_Work item_
At the line with "fn safe_div(numer: f64, denom: f64)", start repeating the data, and continue line by line through the final line, exactly.

▼

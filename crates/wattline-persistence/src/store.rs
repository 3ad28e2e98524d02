//! ---
//! ems_section: "03-persistence-logging"
//! ems_subsection: "module"
//! ems_type: "source"
//! ems_scope: "code"
//! ems_description: "Buffered bulk ingestion and measurement storage."
//! ems_version: "v0.0.0-prealpha"
//! ems_owner: "tbd"
//! ---
use std::sync::atomic::{AtomicBool, Ordering};
use std::time::Duration;

use async_trait::async_trait;
use parking_lot::Mutex;
use sqlx::postgres::PgPoolOptions;
use sqlx::{PgPool, Postgres, QueryBuilder};
use tracing::debug;
use wattline_common::config::StorageConfig;
use wattline_schema::Measurement;

use crate::{PersistenceError, Result};

/// Rows per INSERT statement, kept well under the driver's bind limit
/// (6 binds per row, 65535 binds per statement).
const INSERT_CHUNK_ROWS: usize = 5000;

/// Durable sink for measurement batches.
///
/// A batch is written as a single all-or-nothing transaction; the writer
/// relies on that to requeue the whole batch on failure.
#[async_trait]
pub trait MeasurementStore: Send + Sync {
    /// Insert every measurement of the batch, preserving slice order.
    /// Returns the number of rows written.
    async fn insert_batch(&self, batch: &[Measurement]) -> Result<u64>;
}

/// PostgreSQL measurement store.
///
/// Writes into the `measurements` table with an explicit column list
/// (`device_id, utc_ts, signal, value, quality, ingest_ts`); quality is
/// stored as `SMALLINT` carrying the 1/2/3 wire values.
pub struct PgMeasurementStore {
    pool: PgPool,
    command_timeout: Duration,
}

impl PgMeasurementStore {
    /// Connect a pool against the configured database URL.
    pub async fn connect(config: &StorageConfig) -> Result<Self> {
        let pool = PgPoolOptions::new()
            .max_connections(5)
            .connect(&config.database_url)
            .await?;
        Ok(Self::with_pool(pool, config.command_timeout()))
    }

    /// Wrap an existing pool.
    pub fn with_pool(pool: PgPool, command_timeout: Duration) -> Self {
        Self {
            pool,
            command_timeout,
        }
    }

    async fn write_transaction(&self, batch: &[Measurement]) -> Result<u64> {
        let mut tx = self.pool.begin().await?;
        let mut written = 0u64;
        for chunk in batch.chunks(INSERT_CHUNK_ROWS) {
            let mut builder: QueryBuilder<Postgres> = QueryBuilder::new(
                "INSERT INTO measurements (device_id, utc_ts, signal, value, quality, ingest_ts) ",
            );
            builder.push_values(chunk, |mut row, measurement| {
                row.push_bind(measurement.device_id)
                    .push_bind(measurement.utc_ts)
                    .push_bind(measurement.signal.as_str())
                    .push_bind(measurement.value)
                    .push_bind(i16::from(measurement.quality.as_u8()))
                    .push_bind(measurement.ingest_ts);
            });
            let result = builder.build().execute(&mut *tx).await?;
            written += result.rows_affected();
        }
        tx.commit().await?;
        Ok(written)
    }
}

#[async_trait]
impl MeasurementStore for PgMeasurementStore {
    async fn insert_batch(&self, batch: &[Measurement]) -> Result<u64> {
        if batch.is_empty() {
            return Ok(0);
        }
        let written = tokio::time::timeout(self.command_timeout, self.write_transaction(batch))
            .await
            .map_err(|_| PersistenceError::Timeout(self.command_timeout))??;
        debug!(rows = written, "bulk insert committed");
        Ok(written)
    }
}

/// In-memory measurement store for tests and simulation runs.
///
/// The failure toggle makes the next inserts fail atomically, which is how
/// the writer's requeue path is exercised.
#[derive(Debug, Default)]
pub struct MemoryMeasurementStore {
    rows: Mutex<Vec<Measurement>>,
    failing: AtomicBool,
}

impl MemoryMeasurementStore {
    /// Empty store.
    pub fn new() -> Self {
        Self::default()
    }

    /// Make subsequent inserts fail (or succeed again).
    pub fn set_failing(&self, failing: bool) {
        self.failing.store(failing, Ordering::SeqCst);
    }

    /// Number of rows written so far.
    pub fn len(&self) -> usize {
        self.rows.lock().len()
    }

    /// Whether anything was written.
    pub fn is_empty(&self) -> bool {
        self.len() == 0
    }

    /// Copy of all rows, in insertion order.
    pub fn rows(&self) -> Vec<Measurement> {
        self.rows.lock().clone()
    }
}

#[async_trait]
impl MeasurementStore for MemoryMeasurementStore {
    async fn insert_batch(&self, batch: &[Measurement]) -> Result<u64> {
        if self.failing.load(Ordering::SeqCst) {
            return Err(PersistenceError::Storage(
                "induced storage failure".to_owned(),
            ));
        }
        let mut rows = self.rows.lock();
        rows.extend_from_slice(batch);
        Ok(batch.len() as u64)
    }
}

#[cfg(test)]
mod tests {
    use super::*;
    use chrono::Utc;
    use wattline_schema::Quality;

    fn sample(signal: &str) -> Measurement {
        Measurement {
            device_id: 1,
            utc_ts: Utc::now(),
            signal: signal.to_owned(),
            value: 1.0,
            quality: Quality::Ok,
            ingest_ts: Utc::now(),
        }
    }

    #[tokio::test]
    async fn memory_store_keeps_insertion_order() {
        let store = MemoryMeasurementStore::new();
        store
            .insert_batch(&[sample("a"), sample("b")])
            .await
            .unwrap();
        store.insert_batch(&[sample("c")]).await.unwrap();

        let signals: Vec<String> = store.rows().into_iter().map(|m| m.signal).collect();
        assert_eq!(signals, vec!["a", "b", "c"]);
    }

    #[tokio::test]
    async fn memory_store_failure_toggle_is_all_or_nothing() {
        let store = MemoryMeasurementStore::new();
        store.set_failing(true);
        assert!(store.insert_batch(&[sample("a")]).await.is_err());
        assert!(store.is_empty());

        store.set_failing(false);
        assert_eq!(store.insert_batch(&[sample("a")]).await.unwrap(), 1);
        assert_eq!(store.len(), 1);
    }
}
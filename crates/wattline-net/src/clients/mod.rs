//! ---
//! ems_section: "05-networking-external-interfaces"
//! ems_subsection: "module"
//! ems_type: "source"
//! ems_scope: "code"
//! ems_description: "Device protocol clients and the uniform read contract."
//! ems_version: "v0.0.0-prealpha"
//! ems_owner: "tbd"
//! ---
use std::collections::HashMap;
use std::time::Duration;

use async_trait::async_trait;
use wattline_schema::{Device, ProtocolKind};

use crate::ProtocolError;

/// Uniform read contract implemented by protocol-specific clients.
///
/// `read` returns one entry per requested address. An address whose value
/// could not be obtained (device-side error code, missing binding,
/// non-numeric payload) maps to `None`; only whole-call failures surface as
/// an `Err`.
#[async_trait]
pub trait ProtocolClient: Send + Sync {
    /// Read a batch of protocol addresses from one device.
    async fn read(
        &self,
        device: &Device,
        addresses: &[String],
    ) -> Result<HashMap<String, Option<f64>>, ProtocolError>;

    /// Cheap reachability probe; never returns an error.
    async fn test_connectivity(&self, device: &Device) -> bool;

    /// Configured hard per-request timeout.
    fn request_timeout(&self) -> Duration;

    /// Protocol this client speaks, used by the reader to route devices.
    fn kind(&self) -> ProtocolKind;
}

pub mod snmp;
pub mod webmi;
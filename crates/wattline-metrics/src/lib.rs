//! ---
//! ems_section: "03-persistence-logging"
//! ems_subsection: "module"
//! ems_type: "source"
//! ems_scope: "code"
//! ems_description: "Metrics collection and export utilities."
//! ems_version: "v0.0.0-prealpha"
//! ems_owner: "tbd"
//! ---
use std::net::{SocketAddr, TcpListener as StdTcpListener};
use std::sync::Arc;

use anyhow::{Context, Result};
use axum::http::{header, HeaderValue, StatusCode};
use axum::routing::get;
use axum::{response::IntoResponse, Router};
use prometheus::{
    Encoder, Histogram, HistogramOpts, IntCounterVec, Opts, Registry, TextEncoder,
};
use tokio::net::TcpListener;
use tokio::sync::oneshot;
use tokio::task::JoinHandle;
use tracing::{error, info};

pub mod collector;

pub use collector::{
    AcquisitionCollector, AcquisitionSnapshot, DeviceSnapshot, QueueSnapshot, ThroughputSnapshot,
};

/// Shared registry type used across services.
pub type SharedRegistry = Arc<Registry>;

/// Produce a new shared registry.
pub fn new_registry() -> SharedRegistry {
    Arc::new(Registry::new())
}

/// Spawn an HTTP server that exposes the registry at `/metrics`.
pub fn spawn_http_server(registry: SharedRegistry, addr: SocketAddr) -> Result<MetricsServer> {
    let app = Router::new().route(
        "/metrics",
        get({
            let registry = registry.clone();
            move || metrics_handler(registry.clone())
        }),
    );

    let std_listener = StdTcpListener::bind(addr)
        .with_context(|| format!("failed to bind metrics listener {}", addr))?;
    std_listener
        .set_nonblocking(true)
        .with_context(|| "failed to configure metrics listener as non-blocking")?;
    let listener = TcpListener::from_std(std_listener)
        .with_context(|| "failed to convert std listener into tokio listener")?;
    let bound = listener
        .local_addr()
        .with_context(|| "failed to resolve bound metrics address")?;

    info!(address = %bound, "metrics server starting");

    let (shutdown_tx, shutdown_rx) = oneshot::channel();
    let service = app.into_make_service();
    let handle: JoinHandle<Result<()>> = tokio::spawn(async move {
        axum::serve(listener, service)
            .with_graceful_shutdown(async move {
                let _ = shutdown_rx.await;
            })
            .await
            .context("metrics server encountered an error")?;
        Ok(())
    });

    Ok(MetricsServer {
        addr: bound,
        shutdown: Some(shutdown_tx),
        task: handle,
    })
}

/// Prometheus scrape endpoint. Returns `text/plain` metrics even on large registries.
async fn metrics_handler(registry: SharedRegistry) -> impl IntoResponse {
    let families = registry.gather();
    let encoder = TextEncoder::new();
    match encoder.encode_to_string(&families) {
        Ok(body) => (
            StatusCode::OK,
            [(
                header::CONTENT_TYPE,
                HeaderValue::from_str(encoder.format_type())
                    .expect("prometheus format_type is a valid header value"),
            )],
            body,
        )
            .into_response(),
        Err(err) => {
            error!(error = %err, "failed to encode metrics");
            (
                StatusCode::INTERNAL_SERVER_ERROR,
                String::from("metrics encoding error"),
            )
                .into_response()
        }
    }
}

/// Handle to the running HTTP exporter.
#[derive(Debug)]
pub struct MetricsServer {
    addr: SocketAddr,
    shutdown: Option<oneshot::Sender<()>>,
    task: JoinHandle<Result<()>>,
}

impl MetricsServer {
    /// Return the bound address for convenience.
    pub fn addr(&self) -> SocketAddr {
        self.addr
    }

    /// Signal shutdown and await task completion.
    pub async fn shutdown(mut self) -> Result<()> {
        if let Some(tx) = self.shutdown.take() {
            let _ = tx.send(());
        }
        match self.task.await {
            Ok(Ok(())) => Ok(()),
            Ok(Err(err)) => Err(err),
            Err(join_err) => Err(anyhow::Error::new(join_err)),
        }
    }
}

/// Prometheus counters recorded by the acquisition scheduler.
#[derive(Clone)]
pub struct PollerMetrics {
    registry: SharedRegistry,
    polls: IntCounterVec,
    poll_duration: Histogram,
}

impl PollerMetrics {
    /// Register scheduler metrics with the provided registry.
    pub fn new(registry: SharedRegistry) -> Result<Self> {
        let polls = IntCounterVec::new(
            Opts::new(
                "wattline_polls_total",
                "Device poll cycles by outcome (ok, error, skipped)",
            ),
            &["outcome"],
        )?;
        registry.register(Box::new(polls.clone()))?;

        let buckets = prometheus::exponential_buckets(0.005, 2.0, 12)
            .context("failed to construct histogram buckets")?;
        let poll_duration = Histogram::with_opts(
            HistogramOpts::new(
                "wattline_poll_duration_seconds",
                "Wall-clock duration of completed device poll cycles",
            )
            .buckets(buckets),
        )?;
        registry.register(Box::new(poll_duration.clone()))?;

        Ok(Self {
            registry,
            polls,
            poll_duration,
        })
    }

    /// Access the backing registry.
    pub fn registry(&self) -> SharedRegistry {
        self.registry.clone()
    }

    /// Record one completed or skipped cycle.
    pub fn record_poll(&self, outcome: &str, seconds: Option<f64>) {
        self.polls.with_label_values(&[outcome]).inc();
        if let Some(seconds) = seconds {
            self.poll_duration.observe(seconds);
        }
    }
}

impl std::fmt::Debug for PollerMetrics {
    fn fmt(&self, f: &mut std::fmt::Formatter<'_>) -> std::fmt::Result {
        f.debug_struct("PollerMetrics").finish_non_exhaustive()
    }
}

pub use prometheus;
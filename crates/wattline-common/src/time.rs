//! ---
//! ems_section: "01-core-functionality"
//! ems_subsection: "module"
//! ems_type: "source"
//! ems_scope: "code"
//! ems_description: "Shared primitives and utilities for the acquisition runtime."
//! ems_version: "v0.0.0-prealpha"
//! ems_owner: "tbd"
//! ---
use std::time::Duration;

/// Convert a duration into fractional milliseconds for logs and snapshots.
pub fn duration_to_millis_f64(duration: Duration) -> f64 {
    duration.as_secs_f64() * 1_000.0
}

/// Convert a duration into microseconds, saturating at `u64::MAX`.
pub fn duration_to_micros(duration: Duration) -> u64 {
    duration.as_secs().saturating_mul(1_000_000) + u64::from(duration.subsec_micros())
}
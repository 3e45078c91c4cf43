use crate::error::{Result, WeakLabelError};


/// An `n × m` matrix of integer labels in `{0, 1, ..., k}`,
/// rows indexing data points and columns labeling functions.
/// `0` means abstain.
///
/// The matrix is immutable after construction;
/// analysis and modeling never relabel it in place.
#[derive(Debug, Clone, PartialEq, Eq)]
pub struct LabelMatrix {
    values: Vec<i64>,
    n_row: usize,
    n_col: usize,
}


impl LabelMatrix {
    /// Builds a label matrix from row vectors.
    ///
    /// Fails with an invalid-label-matrix error when rows are ragged,
    /// the matrix is empty, or any entry is negative.
    pub fn from_rows(rows: Vec<Vec<i64>>) -> Result<Self> {
        let n_row = rows.len();
        if n_row == 0 {
            return Err(WeakLabelError::InvalidLabelMatrix(
                "the matrix has no rows".to_string()
            ));
        }
        let n_col = rows[0].len();
        if n_col == 0 {
            return Err(WeakLabelError::InvalidLabelMatrix(
                "the matrix has no columns".to_string()
            ));
        }

        let mut values = Vec::with_capacity(n_row * n_col);
        for (i, row) in rows.into_iter().enumerate() {
            if row.len() != n_col {
                let msg = format!(
                    "row {i} has {} entries, expected {n_col}", row.len(),
                );
                return Err(WeakLabelError::InvalidLabelMatrix(msg));
            }
            if let Some(bad) = row.iter().find(|&&v| v < 0) {
                let msg = format!(
                    "negative label {bad} at row {i}; \
                     labels must be in {{0, 1, ..., k}}"
                );
                return Err(WeakLabelError::InvalidLabelMatrix(msg));
            }
            values.extend(row);
        }

        Ok(Self { values, n_row, n_col })
    }


    /// Returns the pair of the number of data points
    /// and the number of labeling functions.
    pub fn shape(&self) -> (usize, usize) {
        (self.n_row, self.n_col)
    }


    /// The entry at `(row, col)`.
    pub fn get(&self, row: usize, col: usize) -> i64 {
        self.values[row * self.n_col + col]
    }


    /// The `row`-th label vector.
    pub fn row(&self, row: usize) -> &[i64] {
        let lo = row * self.n_col;
        &self.values[lo..lo + self.n_col]
    }


    /// Iterates over all rows.
    pub fn rows(&self) -> impl Iterator<Item = &[i64]> {
        self.values.chunks(self.n_col)
    }


    /// The `col`-th column as a fresh vector.
    pub fn column(&self, col: usize) -> Vec<i64> {
        (0..self.n_row)
            .map(|i| self.get(i, col))
            .collect()
    }


    /// The largest label in the matrix.
    /// Used to infer cardinality when the caller declares none.
    pub fn max_label(&self) -> i64 {
        self.values.iter().copied().max().unwrap_or(0)
    }
}
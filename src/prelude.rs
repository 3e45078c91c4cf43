//! Exports the standard weak supervision surface.
//!
pub use crate::record::{
    FieldValue,
    Record,
    records_from_dataframe,
};


pub use crate::labeling::{
    // Construction surface
    LabelingFunction,
    LfBuilder,
    Resources,
    ABSTAIN,

    // Preprocessing
    Preprocessor,
    LambdaPreprocessor,
    MemoizedPreprocessor,
    PreprocessCache,

    // Execution backends ------------------------
    LfApplier,
    SequentialApplier,
    ParallelApplier,
    DataFrameApplier,
    ApplyDiagnostics,
};


pub use crate::matrix::{
    LabelMatrix,
    AugmentedMatrix,
    ColumnLayout,
    moment_matrix,
};


pub use crate::analysis::LfAnalysis;


pub use crate::model::{
    LabelModel,
    LabelModelParams,
    OptimizerKind,
};


pub use crate::metrics::{
    metric_score,
    Metric,
    MetricInput,
    MetricParams,
    filter_labels,
    prob_to_pred,
    pred_to_prob,
    convert_labels,
    LabelConvention,
};


pub use crate::error::{
    LfError,
    Result,
    WeakLabelError,
};
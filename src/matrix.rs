//! Label matrices and their derived representations.
//!
//! [`LabelMatrix`](LabelMatrix) is the `n × m` integer matrix
//! produced by an applier (`0` = abstain).
//! [`AugmentedMatrix`](AugmentedMatrix) expands it into the one-hot
//! indicator form the generative model consumes,
//! and [`moment_matrix`](moment_matrix) reduces that to the
//! empirical second-moment matrix `O`.

pub(crate) mod label_matrix;
pub(crate) mod augmented;
pub(crate) mod moment;


pub use label_matrix::LabelMatrix;
pub use augmented::{AugmentedMatrix, ColumnLayout, ColumnInfo};
pub use moment::moment_matrix;
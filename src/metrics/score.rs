//! The metric registry and its dispatch entry point.
use crate::error::{Result, WeakLabelError};
use super::convert::filter_labels;


/// The inputs a metric consumes.
#[derive(Debug, Clone, Copy, PartialEq, Eq)]
pub enum MetricInput {
    /// Gold labels.
    Golds,
    /// Hard predictions.
    Preds,
    /// Probabilistic labels.
    Probs,
}


/// Extra arguments for the parametrized metrics.
#[derive(Debug, Clone, PartialEq)]
pub struct MetricParams {
    /// The class treated as positive by
    /// precision, recall, f1, and fbeta.
    pub pos_label: i64,
    /// The `β` of fbeta.
    pub beta: f64,
}


impl Default for MetricParams {
    fn default() -> Self {
        Self { pos_label: 1, beta: 1.0 }
    }
}


/// The fixed registry of named metrics.
#[derive(Debug, Clone, Copy, PartialEq, Eq)]
pub enum Metric {
    /// Fraction of predictions matching the gold labels.
    Accuracy,
    /// Fraction of non-abstain predictions.
    Coverage,
    /// Positive predictive value of `pos_label`.
    Precision,
    /// True positive rate of `pos_label`.
    Recall,
    /// Harmonic mean of precision and recall.
    F1,
    /// Weighted harmonic mean of precision and recall.
    FBeta,
    /// Matthews correlation coefficient.
    MatthewsCorrcoef,
    /// Area under the ROC curve (binary).
    RocAuc,
}


impl Metric {
    /// Looks a metric up by its registry name.
    pub fn from_name(name: &str) -> Result<Self> {
        let metric = match name {
            "accuracy" => Self::Accuracy,
            "coverage" => Self::Coverage,
            "precision" => Self::Precision,
            "recall" => Self::Recall,
            "f1" => Self::F1,
            "fbeta" => Self::FBeta,
            "matthews_corrcoef" => Self::MatthewsCorrcoef,
            "roc_auc" => Self::RocAuc,
            _ => return Err(WeakLabelError::UnknownMetric(name.to_string())),
        };
        Ok(metric)
    }


    /// Which of golds / preds / probs this metric consumes.
    pub fn inputs(&self) -> &'static [MetricInput] {
        use MetricInput::*;
        match self {
            Self::Coverage => &[Preds],
            Self::RocAuc => &[Golds, Probs],
            _ => &[Golds, Preds],
        }
    }
}


/// Scores predictions with the named metric.
///
/// Data points whose gold label is in `ignore_in_golds` or whose
/// predicted label is in `ignore_in_preds` are removed before scoring.
/// Unknown metric names fail fast;
/// so does a metric called without an input it consumes.
///
/// # Example
/// ```
/// use weaklabel::prelude::*;
///
/// let golds = [1, 1, 1, 2, 2];
/// let preds = [1, 1, 1, 2, 1];
/// let score = metric_score(
///     Some(&golds), Some(&preds), None,
///     "accuracy", &[], &[], &MetricParams::default(),
/// ).unwrap();
/// assert!((score - 0.8).abs() < 1e-12);
/// ```
pub fn metric_score(
    golds: Option<&[i64]>,
    preds: Option<&[i64]>,
    probs: Option<&[Vec<f64>]>,
    metric: &str,
    ignore_in_golds: &[i64],
    ignore_in_preds: &[i64],
    params: &MetricParams,
) -> Result<f64>
{
    let metric = Metric::from_name(metric)?;

    let (golds, preds, probs) =
        filter_labels(golds, preds, probs, ignore_in_golds, ignore_in_preds);

    let need = |input: MetricInput,
                present: bool| -> Result<()> {
        if present {
            Ok(())
        } else {
            let msg = format!("{metric:?} requires {input:?}");
            Err(WeakLabelError::MetricInput(msg))
        }
    };
    for &input in metric.inputs() {
        match input {
            MetricInput::Golds => need(input, golds.is_some())?,
            MetricInput::Preds => need(input, preds.is_some())?,
            MetricInput::Probs => need(input, probs.is_some())?,
        }
    }

    let score = match metric {
        Metric::Accuracy => {
            accuracy(&golds.unwrap(), &preds.unwrap())
        },
        Metric::Coverage => {
            coverage(&preds.unwrap())
        },
        Metric::Precision => {
            precision(&golds.unwrap(), &preds.unwrap(), params.pos_label)
        },
        Metric::Recall => {
            recall(&golds.unwrap(), &preds.unwrap(), params.pos_label)
        },
        Metric::F1 => {
            fbeta(&golds.unwrap(), &preds.unwrap(), params.pos_label, 1.0)
        },
        Metric::FBeta => {
            fbeta(
                &golds.unwrap(), &preds.unwrap(),
                params.pos_label, params.beta,
            )
        },
        Metric::MatthewsCorrcoef => {
            matthews_corrcoef(&golds.unwrap(), &preds.unwrap())
        },
        Metric::RocAuc => {
            roc_auc(&golds.unwrap(), &probs.unwrap())?
        },
    };
    Ok(score)
}


fn accuracy(golds: &[i64], preds: &[i64]) -> f64 {
    if golds.is_empty() {
        return 0.0;
    }
    let hits = golds.iter()
        .zip(preds)
        .filter(|(g, p)| g == p)
        .count();
    hits as f64 / golds.len() as f64
}


fn coverage(preds: &[i64]) -> f64 {
    if preds.is_empty() {
        return 0.0;
    }
    let votes = preds.iter().filter(|&&p| p != 0).count();
    votes as f64 / preds.len() as f64
}


fn precision(golds: &[i64], preds: &[i64], pos: i64) -> f64 {
    let tp = golds.iter()
        .zip(preds)
        .filter(|&(&g, &p)| g == pos && p == pos)
        .count();
    let predicted = preds.iter().filter(|&&p| p == pos).count();
    safe_div(tp as f64, predicted as f64)
}


fn recall(golds: &[i64], preds: &[i64], pos: i64) -> f64 {
    let tp = golds.iter()
        .zip(preds)
        .filter(|&(&g, &p)| g == pos && p == pos)
        .count();
    let actual = golds.iter().filter(|&&g| g == pos).count();
    safe_div(tp as f64, actual as f64)
}


fn fbeta(golds: &[i64], preds: &[i64], pos: i64, beta: f64) -> f64 {
    let p = precision(golds, preds, pos);
    let r = recall(golds, preds, pos);
    let b2 = beta.powi(2);
    safe_div((1.0 + b2) * p * r, b2 * p + r)
}


/// Multi-class Matthews correlation coefficient
/// from the confusion matrix counts.
fn matthews_corrcoef(golds: &[i64], preds: &[i64]) -> f64 {
    let mut classes = golds.iter()
        .chain(preds)
        .copied()
        .collect::<Vec<_>>();
    classes.sort_unstable();
    classes.dedup();
    let index = |label: i64| {
        classes.binary_search(&label).unwrap()
    };

    let k = classes.len();
    let mut confusion = vec![vec![0.0_f64; k]; k];
    for (&g, &p) in golds.iter().zip(preds) {
        confusion[index(g)][index(p)] += 1.0;
    }

    let n = golds.len() as f64;
    let trace = (0..k).map(|i| confusion[i][i]).sum::<f64>();
    let pred_counts = (0..k)
        .map(|j| (0..k).map(|i| confusion[i][j]).sum::<f64>())
        .collect::<Vec<_>>();
    let gold_counts = (0..k)
        .map(|i| confusion[i].iter().sum::<f64>())
        .collect::<Vec<_>>();

    let dot = pred_counts.iter()
        .zip(&gold_counts)
        .map(|(p, t)| p * t)
        .sum::<f64>();
    let pred_sq = pred_counts.iter().map(|p| p * p).sum::<f64>();
    let gold_sq = gold_counts.iter().map(|t| t * t).sum::<f64>();

    let numer = trace * n - dot;
    let denom = ((n * n - pred_sq) * (n * n - gold_sq)).sqrt();
    safe_div(numer, denom)
}


/// Binary area under the ROC curve via the mid-rank
/// Mann–Whitney statistic.
/// Gold label `2` is the positive class,
/// scored by the second probability column.
fn roc_auc(golds: &[i64], probs: &[Vec<f64>]) -> Result<f64> {
    if probs.iter().any(|row| row.len() != 2) {
        return Err(WeakLabelError::MetricInput(
            "roc_auc requires binary probabilities (two columns)".to_string()
        ));
    }

    let n = golds.len();
    let scores = probs.iter()
        .map(|row| row[1])
        .collect::<Vec<_>>();

    let mut order = (0..n).collect::<Vec<_>>();
    order.sort_by(|&i, &j| scores[i].partial_cmp(&scores[j]).unwrap());

    // Mid-ranks for tied scores.
    let mut ranks = vec![0.0; n];
    let mut lo = 0;
    while lo < n {
        let mut hi = lo;
        while hi + 1 < n && scores[order[hi + 1]] == scores[order[lo]] {
            hi += 1;
        }
        let rank = (lo + hi) as f64 / 2.0 + 1.0;
        for &i in &order[lo..=hi] {
            ranks[i] = rank;
        }
        lo = hi + 1;
    }

    let n_pos = golds.iter().filter(|&&g| g == 2).count();
    let n_neg = n - n_pos;
    if n_pos == 0 || n_neg == 0 {
        return Err(WeakLabelError::MetricInput(
            "roc_auc requires both classes in the gold labels".to_string()
        ));
    }

    let rank_sum = golds.iter()
        .zip(&ranks)
        .filter(|&(&g, _)| g == 2)
        .map(|(_, &r)| r)
        .sum::<f64>();

    let auc = (rank_sum - n_pos as f64 * (n_pos as f64 + 1.0) / 2.0)
        / (n_pos as f64 * n_neg as f64);
    Ok(auc)
}


fn safe_div(numer: f64, denom: f64) -> f64 {
    if denom == 0.0 {
        0.0
    } else {
        numer / denom
    }
}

▲

_Response to this task_
fn safe_div(numer: f64, denom: f64) -> f64 {
    if denom == 0.0 {
        0.0
    } else {
        numer / denom
    }
}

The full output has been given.